Our research during the quarter has not been exclusively academic. In September, members of our research team visited Durango, Colorado to attend Rocky Mountain Chocolate Factory, Inc.’s (RMCF) investor day. This investor day included a presentation from management, a tour of the factory floor, and discussions with other shareholders as well as members of the board of directors. What was immediately apparent from the visit was a renewed sense of purpose within the team at RMCF and a clear strategic plan. We remain enthusiastic about our investment in RMCF.
As always, our research team welcomes questions and conversations about portfolios and specific investments should you have them. We pride ourselves on being accessible to all investors and clients and look forward to our continued conversations about deploying patient capital to build generational wealth.
From Our Library
We are currently reading Competition Demystified by Bruce Greenwald, the Robert Heilbrunn Professor Emeritus of Finance and Asset Management at Columbia Business School and the academic Director of the Heilbrunn Center for Graham & Dodd Investing. Dr. Greenwald is highly regarded in the value investing community, and his work has informed much of our firm’s thinking on competition and competitive advantages. In Competition Demystified, Dr. Greenwald explores historical examples of business strategies to identify strong competitive advantages capable of providing a moat to protect a company’s earnings and market position over time. However, we are reminded of the ever-shifting investment landscape and caution that must be observed when forecasting the future when Greenwald writes the following:
It is hard to see what competitive advantage Apple might enjoy … Apple could concentrate in one of two niches, like graphics and multimedia software in which it might capitalize on its existing superior technology. Even here it might be confronted by the Microsoft-Intel steamroller, once better software and more powerful chips became available … Jobs did manage to return Apple to profitability, centering it once again in the personal computer business, where its elegant designs and easier-to-use operating system kept it the favorite of hard-core Apple devotees … Apple survived; it had hardly prospered. Its future does not look bright.
Apple went on to cement its position as one of the great companies of the past several decades. This serves as an important reminder for our team that while we may judge a specific outcome more likely than another based on historical data, a company’s fortunes can change quickly.
Firm Update
The firm celebrated its 17th anniversary on August 12, 2024. We extend a sincere “thank you” to all of our clients for your continuing trust in Global Value Investment Corporation. As we have shared in the past, we have developed a 100-year business plan, and we look forward to continuing to work with our current clients and future generations alike for years to come.

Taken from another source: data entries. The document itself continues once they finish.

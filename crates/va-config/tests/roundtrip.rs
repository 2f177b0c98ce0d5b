use std::path::PathBuf;

use va_config::*;

fn config() -> AcceleratorConfig {
    AcceleratorConfig {
        lattice: PathBuf::from("/opt/va/diag0.json"),
        mapping: MappingSource::Csv(PathBuf::from("/opt/va/mapping.csv")),
        shutter_pv: Some("IOC:BSY0:MP01:BYKIK_RATE".to_string()),
        poll_period_ms: 250,
        beam: BeamDef {
            energy_ev: 9.0e7,
            num_particles: 2_000,
            seed: 11,
            ..Default::default()
        },
    }
}

#[test]
fn roundtrip_yaml_config() {
    let config = config();
    validate_config(&config).unwrap();

    let path = std::env::temp_dir().join("va_config_roundtrip.yaml");
    save_yaml(&path, &config).unwrap();
    let loaded = load_yaml(&path).unwrap();

    assert_eq!(config, loaded);
}

#[test]
fn invalid_config_is_not_saved() {
    let mut config = config();
    config.beam.num_particles = 0;
    let path = std::env::temp_dir().join("va_config_invalid.yaml");
    assert!(matches!(
        save_yaml(&path, &config),
        Err(ConfigError::Validation(_))
    ));
}

#[test]
fn pvdb_from_device_file() {
    let path = std::env::temp_dir().join("va_config_devices.yaml");
    std::fs::write(
        &path,
        r#"
magnets:
  XC01:
    metadata: { type: XCOR }
    controls_information:
      control_name: "XCOR:DIAG0:178"
      PVs: { bctrl: "XCOR:DIAG0:178:BCTRL", bact: "XCOR:DIAG0:178:BACT" }
bpms:
  BPM1:
    metadata: { type: BPM }
    controls_information:
      control_name: "BPMS:DIAG0:190"
      PVs: { x: "BPMS:DIAG0:190:XSCDT1H" }
"#,
    )
    .unwrap();

    let devices = load_relevant_controls(&path).unwrap();
    assert_eq!(devices.len(), 2);

    let db = create_pvdb(&devices, &PvDefaults::default());
    assert_eq!(db["XCOR:DIAG0:178:BCTRL"].drvh, Some(20.0));
    assert!(db.contains_key("XCOR:DIAG0:178:BCTRL.PREC"));
    assert!(db.contains_key("BPMS:DIAG0:190:XSCDT1H"));
    assert!(db.contains_key("BPMS:DIAG0:190:missing_y"));

    let names = devices.control_name_map();
    assert_eq!(names.resolve("BPMS:DIAG0:190").unwrap(), ["bpm1"]);
}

Kathy Geygan and Tom Molosky celebrated their 16th and 10th anniversaries, respectively, with the firm this quarter. Each has played an integral role in helping drive the continuous improvement of our public relations and advisory processes. Please join us in congratulating Kathy and Tom!
We also congratulate Satendar Singh on the birth of his son, Vyom! Both mother and child are happy and healthy, if a little tired.
Finally, we are excited to continue expanding our client base through a combination of referrals from existing clients and outreach efforts. We recently onboarded a new institutional client in Smithtown, NY, and we look forward to growing with them for many years to come.
Concluding Thoughts
If you’ve had changes in your investment objectives or financial situation that warrant adjustments to your portfolio, please let us know. We are happy to schedule a call to discuss ways in which we can adjust your portfolio to more appropriately align with your current circumstances.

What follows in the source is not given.